It started in the organic-food palace. Ally turning heads. Two leotard people whispered by the alfalfa. At the skin-care salon, a seaweed-packed woman sat up. “Are you Ally Street?”

The same thing outside. Every few blocks, people on sidewalks pointing excitedly as the Chrysler drove by, trying to fish Instamatics from oversize purses with sequins spelling out the Hollywood sign. Then the ionizer store, where a woman from Baltimore ran up with an autograph book. “Could you sign below Hasselhoff?”

Ally smiled and accepted the pen.

“No! No! No!” yelled Serge, snatching the pen and pushing the book away. “You’re thinking of someone else!”

The woman followed them to the car, picking up more autograph-seekers on the way. “We love you, Ally!” “We’re praying for your safe return!” “Please sign!”

“It’s not her!” Serge peeled out of the parking lot.

Three blocks later he checked the empty rearview and let off the gas. They passed through an intersection with six bright-yellow bullet bikes at the corner.

“That was close.”

Suddenly, a mechanized thunder all around the car. The motorcycle formation split in two, a trio of bikes pulling along each side of the car. Serge punched the gas again, tearing out of the Hills and up to Bel Air. Fifty, sixty, seventy miles an hour. The ninja bikes stayed with him. Each had two riders—a driver and a passenger in back—all of them dressed in yellow riding suits with matching yellow helmets and opaque black visors. The passengers took aim at the Chrysler.

“Uh-oh,” said Serge. “The worst-case scenario.”

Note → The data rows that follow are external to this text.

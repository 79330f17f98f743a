//! Service configuration.

use serde::{Deserialize, Serialize};

/// Identity and rendering options of a service.
#[derive(Debug, Clone, Serialize, Deserialize)]
#[serde(default)]
pub struct ServiceConfig {
    /// Service name, used for WSDL port types, bindings and the service
    /// node.
    pub name: String,

    /// Service URL; doubles as the target namespace of the schema and the
    /// base of generated SOAPAction values.
    pub url: String,

    /// Emit the WSDL document indented.
    pub pretty_wsdl: bool,
}

impl Default for ServiceConfig {
    fn default() -> Self {
        Self {
            name: "service".to_string(),
            url: "http://localhost:8080/service".to_string(),
            pretty_wsdl: true,
        }
    }
}

#[cfg(test)]
mod tests {
    use super::*;

    #[test]
    fn test_default_config() {
        let config = ServiceConfig::default();
        assert_eq!(config.name, "service");
        assert!(config.pretty_wsdl);
    }

    #[test]
    fn test_config_from_yaml() {
        let yaml = r#"
name: scheduleService
url: "http://soap.example.net:4518/schedule"
"#;
        let config: ServiceConfig = serde_yaml::from_str(yaml).unwrap();
        assert_eq!(config.name, "scheduleService");
        assert_eq!(config.url, "http://soap.example.net:4518/schedule");
        // Omitted keys take their defaults.
        assert!(config.pretty_wsdl);
    }

    #[test]
    fn test_config_serialization_round_trip() {
        let config = ServiceConfig::default();
        let yaml = serde_yaml::to_string(&config).unwrap();
        let parsed: ServiceConfig = serde_yaml::from_str(&yaml).unwrap();
        assert_eq!(parsed.url, config.url);
    }
}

“Assassins?” said Coleman.

“Photographers.”

Serge began weaving. The motorcycles backed off to avoid collision, then accelerated and closed again. Serge activated the cruise control and cocked his .45. “Steer!”

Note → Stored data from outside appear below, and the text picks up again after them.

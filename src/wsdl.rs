//! WSDL service-description document generation.
//!
//! A pure function of the registry snapshot and the operation table: type
//! declarations mirroring every registered element and complexType, one
//! message pair and one operation entry per operation, replicated across
//! the SOAP, HTTP-GET and HTTP-POST binding styles. Callers cache the
//! result for the process lifetime.

use crate::primitives::PrimitiveType;
use crate::schema::{SchemaRegistry, TypeDef};
use crate::xml::XmlNode;
use tracing::warn;

const SOAP_WSDL_NS: &str = "http://schemas.xmlsoap.org/wsdl/soap/";
const TM_NS: &str = "http://microsoft.com/wsdl/mime/textMatching/";
const SOAPENC_NS: &str = "http://schemas.xmlsoap.org/soap/encoding/";
const MIME_NS: &str = "http://schemas.xmlsoap.org/wsdl/mime/";
const WSDL_NS: &str = "http://schemas.xmlsoap.org/wsdl/";
const XSD_NS: &str = "http://www.w3.org/2001/XMLSchema";
const SOAP12_WSDL_NS: &str = "http://schemas.xmlsoap.org/wsdl/soap12/";
const HTTP_WSDL_NS: &str = "http://schemas.xmlsoap.org/wsdl/http/";
const SOAP_TRANSPORT: &str = "http://schemas.xmlsoap.org/soap/http";

/// Operation metadata consumed by the generator.
#[derive(Debug, Clone, Copy)]
pub struct OperationBinding<'a> {
    pub name: &'a str,
    pub info: &'a str,
    /// Input element name.
    pub input: &'a str,
    /// Output element name.
    pub output: &'a str,
}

Ally grabbed the wheel from the passenger side.

Serge turned around and knelt in the driver’s seat, firing a full clip into the asphalt around the cyclists, who peeled off in retreat like a squadron of Spitfires.

 

 

 

24

 

TEN MILES SOUTH
OF SYLACAUGA, ALABAMA,
HOMETOWN OF JIM NABORS

 

 

Seven camouflaged men marched single file up a steep trail in the part of the state where the convenience stores advertise shells, and they mean shotgun. The mountain was heavily forested. The men had olive-and-black face paint and carried rifles over their shoulders. Streams of tobacco juice flew with musical rhythm.

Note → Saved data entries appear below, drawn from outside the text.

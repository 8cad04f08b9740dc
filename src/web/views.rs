use super::prelude::*;
use crate::download::{download_filename, fetch_poster};
use crate::flow::Matchup;
use crate::poster::{PosterError, PosterGenerator, Presentation};
use axum::body::Body;
use axum::http::header::{CONTENT_DISPOSITION, CONTENT_TYPE};
use chrono::Utc;

#[derive(Template, WebTemplate)]
#[template(path = "quiz.html")]
pub(crate) struct QuizTemplate {
    title: String,
    step_number: usize,
    total_steps: usize,
    matchup: Matchup,
    csrf_token: String,
    notice: Option<Notice>,
}

#[derive(Template, WebTemplate)]
#[template(path = "upload.html")]
pub(crate) struct UploadTemplate {
    title: String,
    answers: Vec<String>,
    csrf_token: String,
    notice: Option<Notice>,
}

#[derive(Template, WebTemplate)]
#[template(path = "result.html")]
pub(crate) struct ResultTemplate {
    title: String,
    label: String,
    icon: String,
    reason: String,
    poster_url: String,
    csrf_token: String,
    notice: Option<Notice>,
}

/// Renders whichever screen the session is on.
pub(crate) async fn home_handler(
    State(state): State<AppState>,
    session: Session,
) -> Result<Response, CastingError> {
    let loaded = store::load(&session).await?;
    let casting = state
        .ballot
        .seed(loaded.clone(), &state.catalog, &mut rand::rng());
    if casting != loaded {
        store::save(&session, &casting).await?;
    }
    let csrf_token = csrf::issue_token(&session).await?;
    let notice = flash::take_notice(&session).await?;
    let title = state.catalog.title.clone();

    let response = match casting.stage(&state.ballot) {
        Stage::Collecting { step } => {
            let matchup = state.ballot.matchup(&casting).ok_or_else(|| {
                CastingError::InternalServerError(format!("no matchup for step {step}"))
            })?;
            QuizTemplate {
                title,
                step_number: step + 1,
                total_steps: state.ballot.rounds(),
                matchup,
                csrf_token,
                notice,
            }
            .into_response()
        }
        Stage::Resolving => UploadTemplate {
            title,
            answers: casting.answers,
            csrf_token,
            notice,
        }
        .into_response(),
        Stage::Presenting => {
            let (Some(verdict), Some(poster_url)) = (casting.verdict, casting.poster_url) else {
                return Err(CastingError::InternalServerError(
                    "presenting without a verdict".to_string(),
                ));
            };
            let icon = state
                .catalog
                .archetype(&verdict.label)
                .and_then(|archetype| archetype.icon.clone())
                .unwrap_or_default();
            ResultTemplate {
                title,
                label: verdict.label,
                icon,
                reason: verdict.reason,
                poster_url,
                csrf_token,
                notice,
            }
            .into_response()
        }
    };
    Ok(response)
}

#[derive(Deserialize, Debug)]
pub(crate) struct ChooseForm {
    csrf_token: String,
    option: usize,
}

/// Records one answer.
pub(crate) async fn choose_handler(
    State(state): State<AppState>,
    session: Session,
    Form(form): Form<ChooseForm>,
) -> Result<Redirect, CastingError> {
    csrf::verify(&session, &form.csrf_token).await?;
    let casting = store::load(&session).await?;
    let next = reduce(&state.ballot, casting, Action::Choose(form.option))?;
    debug!("Recorded answer {} of {}", next.answers.len(), state.ballot.rounds());
    store::save(&session, &next).await?;
    Ok(Redirect::to("/"))
}

/// Takes the photo, asks for the verdict, then waits for the poster.
pub(crate) async fn cast_handler(
    State(state): State<AppState>,
    session: Session,
    mut multipart: Multipart,
) -> Result<Redirect, CastingError> {
    let mut submitted_token = String::new();
    let mut presentation = Presentation::default();
    let mut photo: Option<Vec<u8>> = None;
    while let Some(field) = multipart.next_field().await? {
        let name = field.name().unwrap_or_default().to_string();
        match name.as_str() {
            "csrf_token" => submitted_token = field.text().await?,
            "presentation" => {
                presentation = field
                    .text()
                    .await?
                    .parse()
                    .map_err(|_| CastingError::BadRequest)?;
            }
            "photo" => photo = Some(field.bytes().await?.to_vec()),
            _ => {}
        }
    }
    csrf::verify(&session, &submitted_token).await?;

    let casting = store::load(&session).await?;
    if casting.stage(&state.ballot) != Stage::Resolving {
        return Err(CastingError::WrongStage);
    }
    let photo = match photo.as_deref().map(PosterGenerator::prepare) {
        Some(Ok(photo)) => photo,
        Some(Err(err)) => {
            info!("Rejected upload: {}", err);
            flash::set_notice(&session, Notice::BadPhoto).await?;
            return Ok(Redirect::to("/"));
        }
        None => {
            flash::set_notice(&session, Notice::BadPhoto).await?;
            return Ok(Redirect::to("/"));
        }
    };

    let verdict = state.services.resolver.resolve(&casting.answers).await;
    let archetype = state.catalog.archetype(&verdict.label).ok_or_else(|| {
        CastingError::InternalServerError(format!("verdict {} is not in the catalog", verdict.label))
    })?;
    let outcome = state
        .services
        .posters
        .generate(&photo, archetype, presentation)
        .await;

    // Another tab may have restarted or finished while the poster developed.
    let current = store::reload(&session).await?;
    if current != casting {
        info!("Session changed during poster generation, dropping the result");
        return Ok(Redirect::to("/"));
    }
    match outcome {
        Ok(poster_url) => {
            let next = reduce(
                &state.ballot,
                current,
                Action::Cast {
                    verdict,
                    poster_url,
                },
            )?;
            store::save(&session, &next).await?;
        }
        Err(PosterError::TimedOut(after)) => {
            warn!("Poster job timed out after {:?}", after);
            flash::set_notice(&session, Notice::PosterTimedOut).await?;
        }
        Err(err) => {
            warn!("Poster generation failed: {}", err);
            flash::set_notice(&session, Notice::PosterFailed).await?;
        }
    }
    Ok(Redirect::to("/"))
}

/// Serves the poster as an attachment.
pub(crate) async fn download_handler(
    State(state): State<AppState>,
    session: Session,
) -> Result<Response, CastingError> {
    let casting = store::load(&session).await?;
    let (Some(verdict), Some(poster_url)) = (casting.verdict, casting.poster_url) else {
        return Err(CastingError::WrongStage);
    };
    match fetch_poster(&state.services.http, &poster_url).await {
        Ok(download) => {
            let filename =
                download_filename(&verdict.label, &download.content_type, Utc::now().date_naive());
            Ok(Response::builder()
                .header(CONTENT_TYPE, download.content_type)
                .header(
                    CONTENT_DISPOSITION,
                    format!("attachment; filename=\"{filename}\""),
                )
                .body(Body::from(download.bytes))?)
        }
        Err(err) => {
            warn!("{}", err);
            flash::set_notice(&session, Notice::DownloadFailed).await?;
            Ok(Redirect::to("/").into_response())
        }
    }
}

#[derive(Deserialize, Debug)]
pub(crate) struct RestartForm {
    csrf_token: String,
}

/// Clears the answers and verdict.
pub(crate) async fn restart_handler(
    State(state): State<AppState>,
    session: Session,
    Form(form): Form<RestartForm>,
) -> Result<Redirect, CastingError> {
    csrf::verify(&session, &form.csrf_token).await?;
    let casting = store::load(&session).await?;
    let next = reduce(&state.ballot, casting, Action::Restart)?;
    store::save(&session, &next).await?;
    Ok(Redirect::to("/"))
}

“Huge” didn’t begin to capture the man at the front of the hunting column. He outscaled the others like a separate species. Every muscle group a caricature. Shoulders that looked like shoulder pads.

The Fullback.

He actually
had
been a fullback, too. Red-shirt freshman at a division II school. The kind of player coaches love. Mean. Knees were his specialty, but he also liked spearing, clothes-lining, helmet-to-helmet contact, leg whipping and breaking fingers at the bottom of a fumble pile. Once someone accidentally got a hand inside his face mask and he bit off the pinkie above the last knuckle. Only one problem: All this was against his own team in preseason scrimmage. The coaches hated to cut him, but he was like a prize thoroughbred you couldn’t break. Championship speed but unridable. So he bounced around pumping gas before falling in with a mountain gang that ran moonshine, untaxed cigarettes and slot machines. Otherwise, they kept to themselves and were left alone because of the heavy lifting they occasionally did for the Redneck Mafia.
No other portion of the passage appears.